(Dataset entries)

__________________________________________________

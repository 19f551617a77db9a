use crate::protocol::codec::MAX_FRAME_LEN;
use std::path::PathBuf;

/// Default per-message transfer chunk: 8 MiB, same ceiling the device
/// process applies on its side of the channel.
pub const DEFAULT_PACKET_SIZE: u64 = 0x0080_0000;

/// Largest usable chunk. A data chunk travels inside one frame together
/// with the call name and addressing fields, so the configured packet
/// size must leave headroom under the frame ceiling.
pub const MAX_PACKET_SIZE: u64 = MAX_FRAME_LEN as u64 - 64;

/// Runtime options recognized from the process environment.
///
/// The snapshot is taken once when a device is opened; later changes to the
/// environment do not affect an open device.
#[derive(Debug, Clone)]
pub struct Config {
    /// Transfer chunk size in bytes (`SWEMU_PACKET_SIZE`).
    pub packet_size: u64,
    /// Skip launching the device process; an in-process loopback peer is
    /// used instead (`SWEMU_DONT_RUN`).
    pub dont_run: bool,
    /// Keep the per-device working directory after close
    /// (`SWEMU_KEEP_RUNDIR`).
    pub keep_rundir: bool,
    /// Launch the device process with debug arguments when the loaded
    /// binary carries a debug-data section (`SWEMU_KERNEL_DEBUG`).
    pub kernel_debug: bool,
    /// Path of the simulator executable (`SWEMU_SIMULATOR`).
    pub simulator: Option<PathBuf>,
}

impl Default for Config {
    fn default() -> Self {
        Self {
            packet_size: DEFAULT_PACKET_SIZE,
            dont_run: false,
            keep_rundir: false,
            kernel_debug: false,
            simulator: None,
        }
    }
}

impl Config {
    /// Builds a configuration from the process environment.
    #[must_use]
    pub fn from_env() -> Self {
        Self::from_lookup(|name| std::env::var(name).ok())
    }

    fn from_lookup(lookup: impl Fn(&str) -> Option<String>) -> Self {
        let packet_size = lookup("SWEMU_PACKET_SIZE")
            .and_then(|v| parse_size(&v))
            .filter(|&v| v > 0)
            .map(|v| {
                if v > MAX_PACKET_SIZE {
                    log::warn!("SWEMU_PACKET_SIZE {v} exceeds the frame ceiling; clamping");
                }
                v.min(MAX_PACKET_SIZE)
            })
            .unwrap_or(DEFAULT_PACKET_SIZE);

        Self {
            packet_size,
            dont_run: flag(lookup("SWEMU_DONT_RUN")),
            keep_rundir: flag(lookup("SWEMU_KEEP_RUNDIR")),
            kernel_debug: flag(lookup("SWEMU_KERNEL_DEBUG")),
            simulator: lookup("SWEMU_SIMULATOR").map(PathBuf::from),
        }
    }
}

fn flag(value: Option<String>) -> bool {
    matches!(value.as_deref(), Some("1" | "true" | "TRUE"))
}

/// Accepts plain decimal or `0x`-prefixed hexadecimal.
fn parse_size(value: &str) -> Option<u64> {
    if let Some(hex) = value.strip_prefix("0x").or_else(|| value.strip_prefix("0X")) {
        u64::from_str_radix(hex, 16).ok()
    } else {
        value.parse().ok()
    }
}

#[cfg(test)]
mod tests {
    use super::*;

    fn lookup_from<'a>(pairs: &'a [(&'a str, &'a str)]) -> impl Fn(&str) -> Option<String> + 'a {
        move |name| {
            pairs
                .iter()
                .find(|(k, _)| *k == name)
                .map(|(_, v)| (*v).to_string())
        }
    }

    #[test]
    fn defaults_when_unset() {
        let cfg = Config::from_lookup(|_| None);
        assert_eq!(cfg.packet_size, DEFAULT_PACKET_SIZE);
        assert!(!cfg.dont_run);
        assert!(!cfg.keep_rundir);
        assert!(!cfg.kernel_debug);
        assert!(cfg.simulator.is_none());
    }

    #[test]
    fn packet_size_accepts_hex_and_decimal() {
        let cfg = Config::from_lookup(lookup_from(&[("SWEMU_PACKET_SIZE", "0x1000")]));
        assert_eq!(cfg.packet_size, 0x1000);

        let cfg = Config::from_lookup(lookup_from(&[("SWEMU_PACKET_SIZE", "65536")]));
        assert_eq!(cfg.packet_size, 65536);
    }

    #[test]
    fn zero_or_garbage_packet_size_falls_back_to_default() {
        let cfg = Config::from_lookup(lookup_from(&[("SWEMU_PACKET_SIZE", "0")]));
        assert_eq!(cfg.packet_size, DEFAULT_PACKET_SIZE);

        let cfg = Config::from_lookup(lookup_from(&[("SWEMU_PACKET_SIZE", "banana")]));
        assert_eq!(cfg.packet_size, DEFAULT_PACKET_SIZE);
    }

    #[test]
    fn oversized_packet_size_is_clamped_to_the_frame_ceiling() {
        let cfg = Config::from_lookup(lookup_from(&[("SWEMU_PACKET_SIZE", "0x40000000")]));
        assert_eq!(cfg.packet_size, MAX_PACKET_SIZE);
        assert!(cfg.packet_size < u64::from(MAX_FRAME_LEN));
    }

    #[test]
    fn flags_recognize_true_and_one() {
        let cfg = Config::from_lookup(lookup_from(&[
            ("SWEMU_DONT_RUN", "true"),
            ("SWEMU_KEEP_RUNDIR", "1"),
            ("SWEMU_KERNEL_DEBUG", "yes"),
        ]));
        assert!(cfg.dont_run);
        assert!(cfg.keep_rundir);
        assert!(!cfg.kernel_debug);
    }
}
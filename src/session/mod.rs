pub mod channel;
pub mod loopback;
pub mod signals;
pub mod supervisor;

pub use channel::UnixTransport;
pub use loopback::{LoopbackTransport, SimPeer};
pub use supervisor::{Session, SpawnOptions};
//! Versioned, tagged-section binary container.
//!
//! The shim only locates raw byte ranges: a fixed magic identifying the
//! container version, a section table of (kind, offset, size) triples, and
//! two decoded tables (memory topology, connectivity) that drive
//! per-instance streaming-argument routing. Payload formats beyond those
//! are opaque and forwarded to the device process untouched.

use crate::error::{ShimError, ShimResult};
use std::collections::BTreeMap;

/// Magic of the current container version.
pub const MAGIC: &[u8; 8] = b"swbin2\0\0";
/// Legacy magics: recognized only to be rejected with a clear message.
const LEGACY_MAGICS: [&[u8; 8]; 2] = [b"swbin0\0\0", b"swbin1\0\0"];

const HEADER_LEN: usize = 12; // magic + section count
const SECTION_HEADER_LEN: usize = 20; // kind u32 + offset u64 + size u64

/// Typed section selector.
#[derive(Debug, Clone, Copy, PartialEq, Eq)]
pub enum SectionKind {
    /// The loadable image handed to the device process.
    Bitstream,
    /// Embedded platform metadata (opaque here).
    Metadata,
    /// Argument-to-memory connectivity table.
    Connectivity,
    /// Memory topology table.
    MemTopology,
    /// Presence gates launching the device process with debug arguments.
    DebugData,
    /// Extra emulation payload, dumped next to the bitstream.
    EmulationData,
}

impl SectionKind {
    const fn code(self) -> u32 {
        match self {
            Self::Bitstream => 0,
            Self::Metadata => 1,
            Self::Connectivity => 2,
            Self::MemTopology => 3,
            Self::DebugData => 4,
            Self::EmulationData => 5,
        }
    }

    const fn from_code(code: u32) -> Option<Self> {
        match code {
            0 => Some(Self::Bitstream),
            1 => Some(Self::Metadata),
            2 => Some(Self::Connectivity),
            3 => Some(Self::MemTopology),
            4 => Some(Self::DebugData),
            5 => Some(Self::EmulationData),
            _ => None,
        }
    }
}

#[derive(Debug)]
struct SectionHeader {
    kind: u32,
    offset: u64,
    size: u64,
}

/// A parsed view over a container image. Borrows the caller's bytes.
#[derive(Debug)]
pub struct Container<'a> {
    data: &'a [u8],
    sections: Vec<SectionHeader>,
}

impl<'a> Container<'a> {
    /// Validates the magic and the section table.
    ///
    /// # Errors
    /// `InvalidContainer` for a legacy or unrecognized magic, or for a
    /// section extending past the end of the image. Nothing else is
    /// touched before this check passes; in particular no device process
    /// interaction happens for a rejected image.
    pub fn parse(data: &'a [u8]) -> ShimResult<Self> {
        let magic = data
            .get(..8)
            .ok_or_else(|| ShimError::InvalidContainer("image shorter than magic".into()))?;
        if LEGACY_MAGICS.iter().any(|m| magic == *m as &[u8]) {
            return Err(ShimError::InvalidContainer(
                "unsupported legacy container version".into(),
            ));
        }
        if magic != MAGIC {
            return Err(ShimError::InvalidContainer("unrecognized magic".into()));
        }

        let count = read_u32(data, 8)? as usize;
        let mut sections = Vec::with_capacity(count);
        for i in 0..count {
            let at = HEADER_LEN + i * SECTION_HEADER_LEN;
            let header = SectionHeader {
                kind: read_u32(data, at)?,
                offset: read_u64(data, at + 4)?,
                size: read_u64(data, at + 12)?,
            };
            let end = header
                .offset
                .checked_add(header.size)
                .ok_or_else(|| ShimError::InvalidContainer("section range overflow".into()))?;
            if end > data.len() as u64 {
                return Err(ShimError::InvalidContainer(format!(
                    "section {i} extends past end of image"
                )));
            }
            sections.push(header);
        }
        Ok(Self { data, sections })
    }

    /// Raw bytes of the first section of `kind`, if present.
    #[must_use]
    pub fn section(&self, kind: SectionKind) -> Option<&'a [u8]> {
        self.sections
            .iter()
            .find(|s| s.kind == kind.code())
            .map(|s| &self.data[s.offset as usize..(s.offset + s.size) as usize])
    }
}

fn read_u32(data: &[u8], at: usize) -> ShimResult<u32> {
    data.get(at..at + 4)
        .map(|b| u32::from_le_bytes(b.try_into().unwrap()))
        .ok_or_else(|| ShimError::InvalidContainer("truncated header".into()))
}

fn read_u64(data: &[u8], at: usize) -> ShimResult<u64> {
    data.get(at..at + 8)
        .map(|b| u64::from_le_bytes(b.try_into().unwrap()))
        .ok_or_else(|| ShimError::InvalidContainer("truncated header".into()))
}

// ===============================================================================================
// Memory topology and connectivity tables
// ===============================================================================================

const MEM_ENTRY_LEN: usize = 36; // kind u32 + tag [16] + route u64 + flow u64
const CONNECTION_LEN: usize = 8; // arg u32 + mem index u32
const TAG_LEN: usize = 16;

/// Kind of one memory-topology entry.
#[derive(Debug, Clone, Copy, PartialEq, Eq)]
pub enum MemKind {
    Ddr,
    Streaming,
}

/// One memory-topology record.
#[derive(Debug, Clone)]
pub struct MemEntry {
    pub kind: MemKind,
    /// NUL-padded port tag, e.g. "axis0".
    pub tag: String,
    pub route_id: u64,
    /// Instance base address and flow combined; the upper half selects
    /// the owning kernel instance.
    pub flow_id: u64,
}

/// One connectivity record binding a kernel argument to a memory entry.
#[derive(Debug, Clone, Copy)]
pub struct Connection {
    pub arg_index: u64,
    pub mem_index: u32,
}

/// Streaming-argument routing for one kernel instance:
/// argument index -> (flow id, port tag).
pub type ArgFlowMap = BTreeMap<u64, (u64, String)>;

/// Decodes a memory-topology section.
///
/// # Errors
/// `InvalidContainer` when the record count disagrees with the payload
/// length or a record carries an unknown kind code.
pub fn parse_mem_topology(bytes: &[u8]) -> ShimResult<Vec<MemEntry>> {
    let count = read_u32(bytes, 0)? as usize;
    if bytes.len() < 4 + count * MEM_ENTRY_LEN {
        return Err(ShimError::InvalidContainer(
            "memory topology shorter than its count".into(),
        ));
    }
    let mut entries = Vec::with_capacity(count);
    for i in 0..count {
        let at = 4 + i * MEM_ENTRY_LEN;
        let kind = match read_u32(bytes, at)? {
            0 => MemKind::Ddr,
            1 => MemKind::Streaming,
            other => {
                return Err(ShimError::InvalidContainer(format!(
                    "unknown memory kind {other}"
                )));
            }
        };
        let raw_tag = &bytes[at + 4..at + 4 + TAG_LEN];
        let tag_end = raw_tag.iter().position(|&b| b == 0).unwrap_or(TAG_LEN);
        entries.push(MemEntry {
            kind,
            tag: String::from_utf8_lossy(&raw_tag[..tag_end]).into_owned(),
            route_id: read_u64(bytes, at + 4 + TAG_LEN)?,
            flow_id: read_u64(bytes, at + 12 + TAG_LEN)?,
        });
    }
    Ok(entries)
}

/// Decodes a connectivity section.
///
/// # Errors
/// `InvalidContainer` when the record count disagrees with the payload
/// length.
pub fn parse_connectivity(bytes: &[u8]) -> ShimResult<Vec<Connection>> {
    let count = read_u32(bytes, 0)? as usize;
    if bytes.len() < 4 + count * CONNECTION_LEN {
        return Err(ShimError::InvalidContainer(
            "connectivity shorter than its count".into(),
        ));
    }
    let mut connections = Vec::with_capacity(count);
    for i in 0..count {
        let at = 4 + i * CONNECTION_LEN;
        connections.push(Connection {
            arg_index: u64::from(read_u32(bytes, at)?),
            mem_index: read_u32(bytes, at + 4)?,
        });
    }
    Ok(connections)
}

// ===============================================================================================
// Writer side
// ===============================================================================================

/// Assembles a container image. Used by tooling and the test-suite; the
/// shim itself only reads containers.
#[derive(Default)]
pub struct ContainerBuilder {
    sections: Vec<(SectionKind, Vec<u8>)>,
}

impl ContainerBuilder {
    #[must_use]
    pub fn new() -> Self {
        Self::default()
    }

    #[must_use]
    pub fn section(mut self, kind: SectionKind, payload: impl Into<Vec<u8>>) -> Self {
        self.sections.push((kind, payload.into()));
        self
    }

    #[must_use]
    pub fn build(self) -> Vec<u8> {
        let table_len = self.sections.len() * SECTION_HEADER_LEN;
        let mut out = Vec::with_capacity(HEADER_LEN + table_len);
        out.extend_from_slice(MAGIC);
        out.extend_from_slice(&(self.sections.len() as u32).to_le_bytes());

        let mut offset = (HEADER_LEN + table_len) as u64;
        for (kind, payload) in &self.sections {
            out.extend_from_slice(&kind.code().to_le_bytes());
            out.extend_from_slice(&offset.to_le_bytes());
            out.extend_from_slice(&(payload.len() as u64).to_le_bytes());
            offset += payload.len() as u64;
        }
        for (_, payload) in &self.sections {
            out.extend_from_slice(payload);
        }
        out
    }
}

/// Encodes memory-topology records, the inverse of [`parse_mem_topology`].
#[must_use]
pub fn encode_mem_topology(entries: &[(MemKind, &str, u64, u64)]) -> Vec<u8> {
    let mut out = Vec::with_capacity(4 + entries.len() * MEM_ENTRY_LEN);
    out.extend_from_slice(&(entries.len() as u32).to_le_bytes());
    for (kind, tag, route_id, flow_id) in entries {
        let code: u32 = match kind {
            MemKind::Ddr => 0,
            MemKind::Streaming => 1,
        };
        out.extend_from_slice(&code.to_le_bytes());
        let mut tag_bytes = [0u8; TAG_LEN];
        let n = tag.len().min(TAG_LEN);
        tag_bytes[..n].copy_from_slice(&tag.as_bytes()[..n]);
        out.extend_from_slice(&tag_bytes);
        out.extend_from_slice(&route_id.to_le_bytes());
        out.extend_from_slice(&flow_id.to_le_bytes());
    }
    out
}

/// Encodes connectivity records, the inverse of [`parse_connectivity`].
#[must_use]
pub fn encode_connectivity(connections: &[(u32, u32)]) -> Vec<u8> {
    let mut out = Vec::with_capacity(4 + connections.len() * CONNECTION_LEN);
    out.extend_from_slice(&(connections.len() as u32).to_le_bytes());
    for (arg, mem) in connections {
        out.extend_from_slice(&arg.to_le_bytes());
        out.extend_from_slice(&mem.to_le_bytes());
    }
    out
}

__________________________________________________

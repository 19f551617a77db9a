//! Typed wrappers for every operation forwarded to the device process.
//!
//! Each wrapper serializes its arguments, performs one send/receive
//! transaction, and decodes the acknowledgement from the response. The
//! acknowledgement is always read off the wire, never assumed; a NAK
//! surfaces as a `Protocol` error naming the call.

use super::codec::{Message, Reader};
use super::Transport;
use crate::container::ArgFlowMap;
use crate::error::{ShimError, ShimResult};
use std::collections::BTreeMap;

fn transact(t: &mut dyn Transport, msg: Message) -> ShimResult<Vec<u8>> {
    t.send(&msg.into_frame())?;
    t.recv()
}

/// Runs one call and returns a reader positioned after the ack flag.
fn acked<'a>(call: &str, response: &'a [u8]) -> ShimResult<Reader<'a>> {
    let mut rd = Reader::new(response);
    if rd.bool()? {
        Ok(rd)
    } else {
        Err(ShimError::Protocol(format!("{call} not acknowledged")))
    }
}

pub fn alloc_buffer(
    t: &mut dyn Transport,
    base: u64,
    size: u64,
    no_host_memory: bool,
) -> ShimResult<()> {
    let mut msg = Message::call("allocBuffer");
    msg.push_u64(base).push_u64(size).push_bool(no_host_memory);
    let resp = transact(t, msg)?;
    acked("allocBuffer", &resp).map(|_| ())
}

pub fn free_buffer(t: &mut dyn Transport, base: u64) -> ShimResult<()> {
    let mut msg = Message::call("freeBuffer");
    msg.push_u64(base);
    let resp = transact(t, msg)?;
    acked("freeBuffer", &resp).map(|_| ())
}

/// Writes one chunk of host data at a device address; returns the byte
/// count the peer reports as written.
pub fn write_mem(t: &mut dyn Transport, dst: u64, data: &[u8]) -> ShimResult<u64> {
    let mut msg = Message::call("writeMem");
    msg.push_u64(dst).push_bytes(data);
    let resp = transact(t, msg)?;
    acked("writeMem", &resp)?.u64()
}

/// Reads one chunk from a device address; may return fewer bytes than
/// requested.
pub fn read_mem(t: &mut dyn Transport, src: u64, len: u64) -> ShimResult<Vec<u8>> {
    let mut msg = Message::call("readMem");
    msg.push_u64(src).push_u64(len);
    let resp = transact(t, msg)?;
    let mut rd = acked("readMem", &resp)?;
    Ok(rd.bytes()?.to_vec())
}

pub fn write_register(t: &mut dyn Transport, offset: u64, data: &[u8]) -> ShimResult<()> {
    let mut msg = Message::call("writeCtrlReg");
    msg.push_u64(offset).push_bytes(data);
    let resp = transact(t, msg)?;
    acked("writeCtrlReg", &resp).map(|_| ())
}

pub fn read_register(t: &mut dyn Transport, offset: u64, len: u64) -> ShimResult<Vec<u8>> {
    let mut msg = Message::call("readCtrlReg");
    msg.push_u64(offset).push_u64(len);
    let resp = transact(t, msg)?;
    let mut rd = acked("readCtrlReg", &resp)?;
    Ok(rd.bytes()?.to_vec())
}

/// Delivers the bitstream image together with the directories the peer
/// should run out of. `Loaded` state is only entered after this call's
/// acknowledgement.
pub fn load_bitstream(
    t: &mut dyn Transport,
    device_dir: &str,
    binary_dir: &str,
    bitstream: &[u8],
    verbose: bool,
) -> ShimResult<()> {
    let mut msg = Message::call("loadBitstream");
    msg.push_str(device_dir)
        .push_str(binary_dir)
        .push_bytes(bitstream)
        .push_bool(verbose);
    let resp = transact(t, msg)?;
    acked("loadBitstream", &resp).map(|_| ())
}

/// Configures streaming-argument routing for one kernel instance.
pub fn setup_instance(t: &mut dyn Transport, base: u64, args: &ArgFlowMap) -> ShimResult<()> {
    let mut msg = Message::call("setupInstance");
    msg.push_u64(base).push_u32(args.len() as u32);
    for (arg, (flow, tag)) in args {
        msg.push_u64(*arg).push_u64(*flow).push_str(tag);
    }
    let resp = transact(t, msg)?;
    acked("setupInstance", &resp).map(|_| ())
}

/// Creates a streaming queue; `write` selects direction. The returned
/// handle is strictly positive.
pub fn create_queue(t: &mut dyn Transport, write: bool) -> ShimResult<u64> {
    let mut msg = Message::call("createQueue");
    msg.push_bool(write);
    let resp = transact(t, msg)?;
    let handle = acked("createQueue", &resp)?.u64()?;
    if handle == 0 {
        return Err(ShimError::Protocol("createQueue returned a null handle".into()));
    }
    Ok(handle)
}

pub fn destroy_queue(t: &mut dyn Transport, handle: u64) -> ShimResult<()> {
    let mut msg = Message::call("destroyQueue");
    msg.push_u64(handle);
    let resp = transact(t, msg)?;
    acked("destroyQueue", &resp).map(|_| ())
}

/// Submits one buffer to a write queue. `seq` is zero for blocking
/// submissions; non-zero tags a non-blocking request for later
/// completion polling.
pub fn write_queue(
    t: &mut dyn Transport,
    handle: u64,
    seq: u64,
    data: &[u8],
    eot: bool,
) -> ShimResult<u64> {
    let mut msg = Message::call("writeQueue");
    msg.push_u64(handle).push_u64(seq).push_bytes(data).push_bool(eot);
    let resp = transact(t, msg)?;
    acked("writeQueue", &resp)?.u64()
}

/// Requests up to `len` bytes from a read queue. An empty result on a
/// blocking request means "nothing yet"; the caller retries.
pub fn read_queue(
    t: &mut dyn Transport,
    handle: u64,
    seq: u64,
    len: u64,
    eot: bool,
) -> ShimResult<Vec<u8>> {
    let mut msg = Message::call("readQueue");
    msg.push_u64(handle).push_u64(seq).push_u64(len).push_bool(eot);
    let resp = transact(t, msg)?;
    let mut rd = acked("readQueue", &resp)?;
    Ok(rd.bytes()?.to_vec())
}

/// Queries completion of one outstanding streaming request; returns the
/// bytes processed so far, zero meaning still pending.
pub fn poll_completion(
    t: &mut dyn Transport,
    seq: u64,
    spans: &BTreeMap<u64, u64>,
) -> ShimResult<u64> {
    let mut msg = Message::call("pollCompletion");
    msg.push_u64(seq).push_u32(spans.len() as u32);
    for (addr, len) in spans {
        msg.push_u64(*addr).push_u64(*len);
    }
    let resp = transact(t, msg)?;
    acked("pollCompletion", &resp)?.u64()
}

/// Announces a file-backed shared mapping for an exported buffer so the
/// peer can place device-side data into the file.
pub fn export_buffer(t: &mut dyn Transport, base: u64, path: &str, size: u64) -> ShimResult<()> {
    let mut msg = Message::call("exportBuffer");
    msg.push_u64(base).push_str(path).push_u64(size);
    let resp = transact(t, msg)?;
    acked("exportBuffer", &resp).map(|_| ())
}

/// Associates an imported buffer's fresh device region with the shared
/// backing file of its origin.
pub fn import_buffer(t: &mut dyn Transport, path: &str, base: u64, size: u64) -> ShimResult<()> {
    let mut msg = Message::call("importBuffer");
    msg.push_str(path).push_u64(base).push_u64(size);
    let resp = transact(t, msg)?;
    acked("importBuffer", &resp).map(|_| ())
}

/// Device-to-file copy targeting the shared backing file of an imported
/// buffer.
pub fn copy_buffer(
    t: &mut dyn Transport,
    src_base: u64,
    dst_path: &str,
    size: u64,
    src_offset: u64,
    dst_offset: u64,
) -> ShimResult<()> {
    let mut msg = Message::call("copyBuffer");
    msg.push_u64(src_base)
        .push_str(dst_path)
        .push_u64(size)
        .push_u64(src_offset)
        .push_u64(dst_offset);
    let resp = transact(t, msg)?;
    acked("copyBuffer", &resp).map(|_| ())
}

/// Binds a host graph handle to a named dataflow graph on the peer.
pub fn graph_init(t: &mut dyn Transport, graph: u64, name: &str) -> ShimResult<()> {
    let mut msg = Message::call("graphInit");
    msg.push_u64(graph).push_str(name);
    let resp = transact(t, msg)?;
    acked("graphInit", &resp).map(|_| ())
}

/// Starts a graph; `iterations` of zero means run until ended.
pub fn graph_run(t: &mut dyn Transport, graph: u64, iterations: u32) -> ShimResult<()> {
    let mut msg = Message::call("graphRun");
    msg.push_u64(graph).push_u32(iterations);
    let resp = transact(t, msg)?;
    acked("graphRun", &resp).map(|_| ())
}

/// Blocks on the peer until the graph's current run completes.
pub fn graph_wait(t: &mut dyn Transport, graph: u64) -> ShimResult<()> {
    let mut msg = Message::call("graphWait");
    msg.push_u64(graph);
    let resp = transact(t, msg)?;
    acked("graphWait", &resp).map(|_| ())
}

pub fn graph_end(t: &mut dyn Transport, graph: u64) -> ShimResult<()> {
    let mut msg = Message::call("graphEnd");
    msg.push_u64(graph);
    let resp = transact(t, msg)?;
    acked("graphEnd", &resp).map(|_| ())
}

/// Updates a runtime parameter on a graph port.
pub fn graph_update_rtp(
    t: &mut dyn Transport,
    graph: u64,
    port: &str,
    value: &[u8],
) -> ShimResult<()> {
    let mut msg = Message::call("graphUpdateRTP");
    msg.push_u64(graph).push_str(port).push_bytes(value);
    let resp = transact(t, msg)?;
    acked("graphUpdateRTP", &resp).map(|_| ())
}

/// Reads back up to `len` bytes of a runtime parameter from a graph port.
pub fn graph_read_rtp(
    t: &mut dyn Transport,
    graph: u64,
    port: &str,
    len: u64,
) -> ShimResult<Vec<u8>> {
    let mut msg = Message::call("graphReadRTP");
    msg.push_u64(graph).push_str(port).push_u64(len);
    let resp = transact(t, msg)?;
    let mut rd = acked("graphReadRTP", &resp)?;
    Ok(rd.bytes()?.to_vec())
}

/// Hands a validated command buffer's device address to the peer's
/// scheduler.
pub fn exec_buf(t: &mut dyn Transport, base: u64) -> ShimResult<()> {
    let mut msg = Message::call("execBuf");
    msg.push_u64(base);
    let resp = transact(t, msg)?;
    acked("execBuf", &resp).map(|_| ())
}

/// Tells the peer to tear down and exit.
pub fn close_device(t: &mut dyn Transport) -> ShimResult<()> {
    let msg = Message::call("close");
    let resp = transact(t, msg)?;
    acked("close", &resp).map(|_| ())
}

__________________________________________________

Above are records; repeat only the lines starting at the line with "Path of the" and ending at the line with "exceeds the frame", exactly as they appear, both included.

    /// Path of the simulator executable (`SWEMU_SIMULATOR`).
    pub simulator: Option<PathBuf>,
}

impl Default for Config {
    fn default() -> Self {
        Self {
            packet_size: DEFAULT_PACKET_SIZE,
            dont_run: false,
            keep_rundir: false,
            kernel_debug: false,
            simulator: None,
        }
    }
}

impl Config {
    /// Builds a configuration from the process environment.
    #[must_use]
    pub fn from_env() -> Self {
        Self::from_lookup(|name| std::env::var(name).ok())
    }

    fn from_lookup(lookup: impl Fn(&str) -> Option<String>) -> Self {
        let packet_size = lookup("SWEMU_PACKET_SIZE")
            .and_then(|v| parse_size(&v))
            .filter(|&v| v > 0)
            .map(|v| {
                if v > MAX_PACKET_SIZE {
                    log::warn!("SWEMU_PACKET_SIZE {v} exceeds the frame ceiling; clamping");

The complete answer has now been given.